A insistência da Prevent Senior em torno da hidroxicloroquina, segundo fontes, tem um viés econômico porque seu custo é baixo, mas não é a única explicação: envolve uma crença cega em torno da eficácia do medicamento. A própria mãe dos fundadores da operadora – Fernando Parillo e seu irmão Eduardo Parillo – foi tratada com hidroxicloroquina, medicamento defendido pelo presidente Jair Bolsonaro, e seus apoiadores, como sendo capaz de evitar a covid ou curar quem é contaminado. “Acho que entraram num ufanismo, de salvadores da pátria. A história da medicina está cheia disso, mas o mundo mudou. Não dá mais para conduzir pesquisa sem autorização, hoje temos comitês de ética”, disse uma fonte, lembrando o caso Tuskegge, no Alabama (Estados Unidos). O governo americano conduziu, entre 1932 e 1972, uma pesquisa com 600 homens negros com sífilis sem qualquer autorização. Os pacientes não foram informados sobre seu diagnóstico e algumas das esposas foram contaminadas. O caso deu origem à criação dos comitês de ética, processos de indenização e um pedido de desculpas por parte do governo
americano.

A Prevent Senior fez um estudo com 636 pacientes, sem informa-los que estavam sendo medicados com a hidroxicloroquina, segundo denúncias divulgadas pela “GloboNews”. A empresa alega que tinha autorização. As denúncias mostram ainda que os médicos da Prevent eram obrigados a prescrever o “kit covid” aos internados e que os medicamentos eram enviados aos usuários para tratamento precoce.

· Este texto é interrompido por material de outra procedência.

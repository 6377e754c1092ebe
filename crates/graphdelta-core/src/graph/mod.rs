//! Object graphs: every node reachable from a root instance.
//!
//! A graph is built per diff side from the read-only [`Instance`] view and
//! dropped after the comparison. Nodes are stored in discovery order (depth
//! first, pre-order) and indexed by [`GlobalId`]; a referenced entity that is
//! reachable along several paths, or along a cycle, becomes a single node.
//!
//! [`Instance`]: crate::metamodel::Instance
//! [`GlobalId`]: crate::identity::GlobalId

pub mod builder;
pub mod node;

pub use builder::{build_graph, ObjectGraph};
pub use node::ObjectNode;
//! Pairs the nodes of two graphs by global id.

use crate::diff::pair::{FakeNodePair, NodePair, RealNodePair};
use crate::errors::Result;
use crate::graph::{ObjectGraph, ObjectNode};

/// Outcome of matching a left graph against a right graph
#[derive(Debug, Clone)]
pub struct GraphPairing<'a, 'r> {
    /// One pair per right node, in right discovery order
    pub pairs: Vec<NodePair<'a, 'r>>,
    /// Left nodes with no right counterpart, in left discovery order
    pub removed: Vec<&'a ObjectNode<'r>>,
}

/// Match `left` against `right`
///
/// # Errors
///
/// `Internal` if a node found by id does not carry that id.
pub fn match_graphs<'a, 'r>(
    left: &'a ObjectGraph<'r>,
    right: &'a ObjectGraph<'r>,
) -> Result<GraphPairing<'a, 'r>> {
    let mut pairs = Vec::with_capacity(right.len());
    for node in right.nodes() {
        let pair = match left.get(node.global_id()) {
            Some(previous) => NodePair::from(RealNodePair::new(previous, node)?),
            None => NodePair::from(FakeNodePair::new(node)),
        };
        pairs.push(pair);
    }

    let removed = left
        .nodes()
        .iter()
        .filter(|node| !right.contains(node.global_id()))
        .collect();

    Ok(GraphPairing { pairs, removed })
}
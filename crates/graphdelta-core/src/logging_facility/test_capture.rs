//! Test capture mode for deterministic logging assertions
//!
//! A subscriber layer that records every event in memory so tests can assert
//! on the structured fields the macros emit.

use std::collections::HashMap;
use std::sync::{Arc, Mutex, OnceLock};
use tracing::field::{Field, Visit};
use tracing::{Level, Subscriber};
use tracing_subscriber::layer::{Context, SubscriberExt};
use tracing_subscriber::registry::LookupSpan;
use tracing_subscriber::util::SubscriberInitExt;
use tracing_subscriber::Layer;

/// A captured log event with all its fields
#[derive(Clone, Debug)]
pub struct CapturedEvent {
    pub level: Level,
    pub component: Option<String>,
    pub op: Option<String>,
    pub event: Option<String>,
    pub fields: HashMap<String, String>,
}

impl CapturedEvent {
    /// Field value by canonical key, if recorded
    pub fn field(&self, key: &str) -> Option<&str> {
        self.fields.get(key).map(String::as_str)
    }
}

#[derive(Default)]
struct FieldVisitor {
    fields: HashMap<String, String>,
}

impl Visit for FieldVisitor {
    fn record_debug(&mut self, field: &Field, value: &dyn std::fmt::Debug) {
        self.fields
            .insert(field.name().to_string(), format!("{:?}", value));
    }

    fn record_str(&mut self, field: &Field, value: &str) {
        self.fields
            .insert(field.name().to_string(), value.to_string());
    }

    fn record_i64(&mut self, field: &Field, value: i64) {
        self.fields
            .insert(field.name().to_string(), value.to_string());
    }

    fn record_u64(&mut self, field: &Field, value: u64) {
        self.fields
            .insert(field.name().to_string(), value.to_string());
    }

    fn record_bool(&mut self, field: &Field, value: bool) {
        self.fields
            .insert(field.name().to_string(), value.to_string());
    }
}

/// Layer that pushes every event into a shared buffer
pub struct TestCaptureLayer {
    events: Arc<Mutex<Vec<CapturedEvent>>>,
}

impl TestCaptureLayer {
    pub fn new() -> (Self, TestCapture) {
        let events = Arc::new(Mutex::new(Vec::new()));
        let layer = Self {
            events: events.clone(),
        };
        (layer, TestCapture { events })
    }
}

impl<S> Layer<S> for TestCaptureLayer
where
    S: Subscriber + for<'a> LookupSpan<'a>,
{
    fn on_event(&self, event: &tracing::Event<'_>, _ctx: Context<'_, S>) {
        let mut visitor = FieldVisitor::default();
        event.record(&mut visitor);

        let captured = CapturedEvent {
            level: *event.metadata().level(),
            component: visitor.fields.get("component").cloned(),
            op: visitor.fields.get("op").cloned(),
            event: visitor.fields.get("event").cloned(),
            fields: visitor.fields,
        };

        self.events
            .lock()
            .map(|mut events| events.push(captured))
            .ok();
    }
}

/// Handle for accessing captured events in tests
#[derive(Clone)]
pub struct TestCapture {
    events: Arc<Mutex<Vec<CapturedEvent>>>,
}

impl TestCapture {
    /// Get all captured events
    pub fn events(&self) -> Vec<CapturedEvent> {
        self.events.lock().map(|e| e.clone()).unwrap_or_default()
    }

    /// Events for one operation, in emission order
    pub fn events_for_op(&self, op: &str) -> Vec<CapturedEvent> {
        self.events()
            .into_iter()
            .filter(|e| e.op.as_deref() == Some(op))
            .collect()
    }

    /// Assert that an event exists with the given operation and event type
    ///
    /// # Panics
    ///
    /// Panics if the event is not found
    pub fn assert_event_exists(&self, op: &str, event: &str) {
        let events = self.events();
        let found = events
            .iter()
            .any(|e| e.op.as_deref() == Some(op) && e.event.as_deref() == Some(event));
        assert!(
            found,
            "Expected event op={} event={} not found in {} captured events",
            op,
            event,
            events.len()
        );
    }

    /// Clear all captured events
    pub fn clear(&self) {
        self.events.lock().map(|mut e| e.clear()).ok();
    }

    /// Count events matching a predicate
    pub fn count_events<F>(&self, predicate: F) -> usize
    where
        F: Fn(&CapturedEvent) -> bool,
    {
        self.events().iter().filter(|e| predicate(e)).count()
    }
}

static GLOBAL_CAPTURE: OnceLock<TestCapture> = OnceLock::new();

/// Initialize test capture mode
///
/// Installs the capture layer as the global subscriber on first call and
/// returns the shared handle. Tests running in parallel share one buffer, so
/// filter by a unique op name.
///
/// ```
/// use graphdelta_core::logging_facility::test_capture::init_test_capture;
/// use graphdelta_core::log_op_start;
///
/// let capture = init_test_capture();
/// log_op_start!("my_operation");
/// capture.assert_event_exists("my_operation", "start");
/// ```
pub fn init_test_capture() -> TestCapture {
    GLOBAL_CAPTURE
        .get_or_init(|| {
            let (layer, capture) = TestCaptureLayer::new();
            let _ = tracing_subscriber::registry().with(layer).try_init();
            capture
        })
        .clone()
}

#[cfg(test)]
mod tests {
    use super::*;

    #[test]
    fn test_captured_event_field_lookup() {
        let mut fields = HashMap::new();
        fields.insert("err.code".to_string(), "ERR_NULL_ID".to_string());
        let event = CapturedEvent {
            level: Level::ERROR,
            component: None,
            op: Some("compute_diff".to_string()),
            event: Some("end_error".to_string()),
            fields,
        };

        assert_eq!(event.field("err.code"), Some("ERR_NULL_ID"));
        assert_eq!(event.field("missing"), None);
    }
}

Fernando Parrilo disse que “os médicos têm autonomia”. Uma fonte observou que a Prevent chegou a esse ponto “devido a uma combinação de decisões erradas. Podiam ter investido mais em alta complexidade porque não falta dinheiro para eles, mas ao mesmo tempo não tinham expertise para colocar isso em prática e no meio da pandemia não é simples. Isso associado à cloroquina, que todos usaram no começo porque não havia conhecimento, mas eles continuaram, mudaram CID, obrigaram médicos a prescrever, mandavam para casa do paciente”.

No nício da pandemia outros hospitais também usaram hidroxiclorina em pacientes internados – não havia um protocolo de como tratar a doença. Mas este medicamento parou de ser usado quando ficou demonstrado que sua eficácia não poderia ser comprovada. A Prevent também fez algo que outros hospitais não fizeram – embalou a hidroxicloroquina com outros medicamentos em um “kit” e despachou-o para a casa dos usuários do seu plano de saúde.

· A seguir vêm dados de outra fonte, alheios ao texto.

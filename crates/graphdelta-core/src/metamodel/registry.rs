//! Type registry: the immutable catalogue of managed types.
//!
//! ## Validation
//!
//! [`TypeRegistryBuilder::build`] rejects registries the identity layer could
//! not work with:
//!
//! - duplicate type names or duplicate property names within a type
//! - an entity whose id property is not among its declared properties
//! - a `Named` descriptor that does not resolve to a registered type
//! - an entity-keyed-by-entity id chain that loops back on itself
//!
//! The last check is what lets [`InstanceIdFactory`] recurse through composite
//! ids without a depth guard.

use crate::errors::{GraphDeltaError, Result};
use crate::identity::InstanceIdFactory;
use crate::metamodel::descriptor::TypeDescriptor;
use crate::metamodel::property::Property;
use crate::metamodel::types::{
    EntityType, ManagedType, PrimitiveOrValueType, PropertyType, ValueObjectType,
};
use crate::metamodel::value::Value;
use std::borrow::Cow;
use std::collections::{BTreeMap, BTreeSet};

enum PendingType {
    Entity {
        name: String,
        id_property: String,
        properties: Vec<Property>,
    },
    ValueObject {
        name: String,
        properties: Vec<Property>,
    },
    Value {
        name: String,
        descriptor: TypeDescriptor,
    },
}

impl PendingType {
    fn name(&self) -> &str {
        match self {
            PendingType::Entity { name, .. }
            | PendingType::ValueObject { name, .. }
            | PendingType::Value { name, .. } => name,
        }
    }
}

/// Collects type declarations and validates them into a [`TypeRegistry`]
#[derive(Default)]
pub struct TypeRegistryBuilder {
    pending: Vec<PendingType>,
}

impl TypeRegistryBuilder {
    pub fn new() -> Self {
        Self::default()
    }

    /// Declare an entity identified by `id_property`
    pub fn entity(
        mut self,
        name: impl Into<String>,
        id_property: impl Into<String>,
        properties: Vec<Property>,
    ) -> Self {
        self.pending.push(PendingType::Entity {
            name: name.into(),
            id_property: id_property.into(),
            properties,
        });
        self
    }

    /// Declare a value object
    pub fn value_object(mut self, name: impl Into<String>, properties: Vec<Property>) -> Self {
        self.pending.push(PendingType::ValueObject {
            name: name.into(),
            properties,
        });
        self
    }

    /// Declare a custom value type represented as `descriptor` (e.g. `Money` as `Float`)
    pub fn value_type(mut self, name: impl Into<String>, descriptor: TypeDescriptor) -> Self {
        self.pending.push(PendingType::Value {
            name: name.into(),
            descriptor,
        });
        self
    }

    /// Validate all declarations and freeze the registry
    ///
    /// # Errors
    ///
    /// - `DuplicateType`, `DuplicateProperty`
    /// - `MissingIdProperty`
    /// - `UnknownType` for an unresolved `Named` descriptor
    /// - `IdCycle` for a cyclic entity id chain
    pub fn build(self) -> Result<TypeRegistry> {
        let mut types: BTreeMap<String, ManagedType> = BTreeMap::new();

        for pending in self.pending {
            if types.contains_key(pending.name()) {
                return Err(GraphDeltaError::DuplicateType {
                    type_name: pending.name().to_string(),
                });
            }
            let managed = match pending {
                PendingType::Entity {
                    name,
                    id_property,
                    properties,
                } => {
                    check_unique_properties(&name, &properties)?;
                    ManagedType::Entity(EntityType::new(name, &id_property, properties)?)
                }
                PendingType::ValueObject { name, properties } => {
                    check_unique_properties(&name, &properties)?;
                    ManagedType::ValueObject(ValueObjectType::new(name, properties))
                }
                PendingType::Value { name, descriptor } => {
                    ManagedType::PrimitiveOrValue(PrimitiveOrValueType::new(name, descriptor))
                }
            };
            types.insert(managed.name().to_string(), managed);
        }

        let registry = TypeRegistry { types };
        registry.check_references()?;
        registry.check_id_chains()?;

        tracing::debug!(types = registry.types.len(), "type registry built");
        Ok(registry)
    }
}

fn check_unique_properties(type_name: &str, properties: &[Property]) -> Result<()> {
    let mut seen = BTreeSet::new();
    for property in properties {
        if !seen.insert(property.name()) {
            return Err(GraphDeltaError::DuplicateProperty {
                type_name: type_name.to_string(),
                property: property.name().to_string(),
            });
        }
    }
    Ok(())
}

/// Immutable catalogue of managed types
///
/// Read-only after [`TypeRegistryBuilder::build`]; safe to share across
/// threads for independent diff computations.
#[derive(Debug, Clone)]
pub struct TypeRegistry {
    types: BTreeMap<String, ManagedType>,
}

impl TypeRegistry {
    pub fn builder() -> TypeRegistryBuilder {
        TypeRegistryBuilder::new()
    }

    /// # Errors
    ///
    /// `UnknownType` if no type of that name is registered.
    pub fn managed_type(&self, name: &str) -> Result<&ManagedType> {
        self.types
            .get(name)
            .ok_or_else(|| GraphDeltaError::UnknownType {
                type_name: name.to_string(),
            })
    }

    /// # Errors
    ///
    /// `UnknownType` if the name is not a registered entity.
    pub fn entity(&self, name: &str) -> Result<&EntityType> {
        match self.managed_type(name)? {
            ManagedType::Entity(entity) => Ok(entity),
            _ => Err(GraphDeltaError::UnknownType {
                type_name: name.to_string(),
            }),
        }
    }

    /// # Errors
    ///
    /// `UnknownType` if the name is not a registered value object.
    pub fn value_object(&self, name: &str) -> Result<&ValueObjectType> {
        match self.managed_type(name)? {
            ManagedType::ValueObject(vo) => Ok(vo),
            _ => Err(GraphDeltaError::UnknownType {
                type_name: name.to_string(),
            }),
        }
    }

    pub fn types(&self) -> impl Iterator<Item = &ManagedType> {
        self.types.values()
    }

    /// Classify a declared type
    ///
    /// # Errors
    ///
    /// `UnknownType` if a `Named` descriptor is not registered.
    pub fn classify(&self, descriptor: &TypeDescriptor) -> Result<PropertyType<'_>> {
        let classified = match descriptor {
            TypeDescriptor::Named(name) => match self.managed_type(name)? {
                ManagedType::Entity(e) => PropertyType::Entity(e),
                ManagedType::ValueObject(v) => PropertyType::ValueObject(v),
                ManagedType::PrimitiveOrValue(p) => PropertyType::PrimitiveOrValue(Cow::Borrowed(p)),
            },
            TypeDescriptor::Optional(inner) => PropertyType::Optional(Box::new(self.classify(inner)?)),
            TypeDescriptor::List(inner) => PropertyType::List(Box::new(self.classify(inner)?)),
            TypeDescriptor::Set(inner) => PropertyType::Set(Box::new(self.classify(inner)?)),
            TypeDescriptor::Map(inner) => PropertyType::Map(Box::new(self.classify(inner)?)),
            scalar => PropertyType::PrimitiveOrValue(Cow::Owned(PrimitiveOrValueType::builtin(
                scalar.clone(),
            ))),
        };
        Ok(classified)
    }

    /// Id factory for an entity of this registry
    pub fn id_factory<'r>(&'r self, entity: &'r EntityType) -> InstanceIdFactory<'r> {
        InstanceIdFactory::new(self, entity)
    }

    /// Id factory for the entity named `name`
    ///
    /// # Errors
    ///
    /// `UnknownType` if the name is not a registered entity.
    pub fn id_factory_for(&self, name: &str) -> Result<InstanceIdFactory<'_>> {
        Ok(InstanceIdFactory::new(self, self.entity(name)?))
    }

    /// Canonical string form of a value object
    ///
    /// Declared properties in declaration order, each rendered per its own
    /// classification, joined with `,`.
    ///
    /// # Errors
    ///
    /// `TypeMismatch` if `value` is not an instance of `vo`; otherwise any
    /// error from rendering nested entity ids.
    pub fn value_object_to_string(&self, vo: &ValueObjectType, value: &Value) -> Result<String> {
        let instance = match value {
            Value::Object(instance) if instance.type_name() == vo.name() => instance,
            other => {
                return Err(GraphDeltaError::TypeMismatch {
                    type_name: vo.name().to_string(),
                    property: String::new(),
                    expected: vo.name().to_string(),
                    found: match other {
                        Value::Object(i) => i.type_name().to_string(),
                        v => v.kind_name().to_string(),
                    },
                })
            }
        };

        let mut parts = Vec::with_capacity(vo.properties().len());
        for property in vo.properties() {
            let property_type = self.classify(property.generic_type())?;
            parts.push(self.string_of(&property_type, instance.get(property.name()))?);
        }
        Ok(parts.join(","))
    }

    /// Canonical string of any value under its classification
    ///
    /// # Errors
    ///
    /// As [`TypeRegistry::value_object_to_string`] and
    /// [`InstanceIdFactory::create`].
    pub fn string_of(&self, property_type: &PropertyType<'_>, value: &Value) -> Result<String> {
        if value.is_null() {
            return Ok(String::new());
        }
        match property_type {
            PropertyType::PrimitiveOrValue(p) => Ok(p.smart_to_string(value)),
            PropertyType::ValueObject(vo) => self.value_object_to_string(vo, value),
            // A live object and a reference to it render the same local id.
            PropertyType::Entity(entity) => match value {
                Value::Ref(id) => match id.as_instance_id() {
                    Some(instance_id) if instance_id.type_name() == entity.name() => {
                        Ok(instance_id.local_id_string().to_string())
                    }
                    _ => Err(GraphDeltaError::TypeMismatch {
                        type_name: entity.name().to_string(),
                        property: String::new(),
                        expected: entity.name().to_string(),
                        found: id.value(),
                    }),
                },
                other => {
                    let id = self.id_factory(entity).create(entity.id_of(other)?)?;
                    Ok(id.local_id_string().to_string())
                }
            },
            PropertyType::Optional(inner) => self.string_of(inner, value),
            PropertyType::List(inner) | PropertyType::Set(inner) => {
                let items = value
                    .as_list()
                    .ok_or_else(|| shape_mismatch(property_type, value))?;
                let rendered = items
                    .iter()
                    .map(|item| self.string_of(inner, item))
                    .collect::<Result<Vec<_>>>()?;
                Ok(format!("[{}]", rendered.join(",")))
            }
            PropertyType::Map(inner) => {
                let entries = value
                    .as_map()
                    .ok_or_else(|| shape_mismatch(property_type, value))?;
                let mut rendered = Vec::with_capacity(entries.len());
                for (key, item) in entries {
                    rendered.push(format!("{}={}", key, self.string_of(inner, item)?));
                }
                Ok(format!("{{{}}}", rendered.join(",")))
            }
        }
    }

    fn check_references(&self) -> Result<()> {
        for managed in self.types.values() {
            let descriptors: Vec<&TypeDescriptor> = match managed {
                ManagedType::PrimitiveOrValue(p) => vec![p.descriptor()],
                other => other.properties().iter().map(|p| p.generic_type()).collect(),
            };
            for descriptor in descriptors {
                for name in descriptor.named_types() {
                    if !self.types.contains_key(name) {
                        return Err(GraphDeltaError::UnknownType {
                            type_name: name.to_string(),
                        });
                    }
                }
            }
        }
        Ok(())
    }

    fn check_id_chains(&self) -> Result<()> {
        for managed in self.types.values() {
            let ManagedType::Entity(start) = managed else {
                continue;
            };
            let mut seen = BTreeSet::new();
            let mut current = start;
            while let TypeDescriptor::Named(next) = current.id_property_generic_type() {
                if !seen.insert(current.name()) {
                    return Err(GraphDeltaError::IdCycle {
                        type_name: start.name().to_string(),
                    });
                }
                match self.types.get(next) {
                    Some(ManagedType::Entity(next_entity)) => current = next_entity,
                    _ => break,
                }
            }
        }
        Ok(())
    }
}

fn shape_mismatch(property_type: &PropertyType<'_>, found: &Value) -> GraphDeltaError {
    GraphDeltaError::TypeMismatch {
        type_name: property_type.name(),
        property: String::new(),
        expected: property_type.name(),
        found: found.kind_name().to_string(),
    }
}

Em paralelo, num cenário em que a pandemia virou bandeira política, a companhia se aproximou do bolsonarismo, após as críticas do ex-ministro da saúde Luiz Henrique Mandetta sobre o grande número de mortes em seus hospitais, no início da pandemia. Na época, o presidente Jair Bolsonaro passou a defender a cloroquina. A Prevent se aproximou do Bolsonaro “para se proteger” das denúncias de Mandetta, diz uma fonte. O presidente da Prevent nega e diz que nunca esteve com Bolsonaro.

Entre março de 2020 e julho deste ano, ou seja, antes das atuais denúncias, a Prevent Senior ganhou 88 mil novos usuários. Há carência de planos de saúde individual para idosos, a preços acessíveis, no país.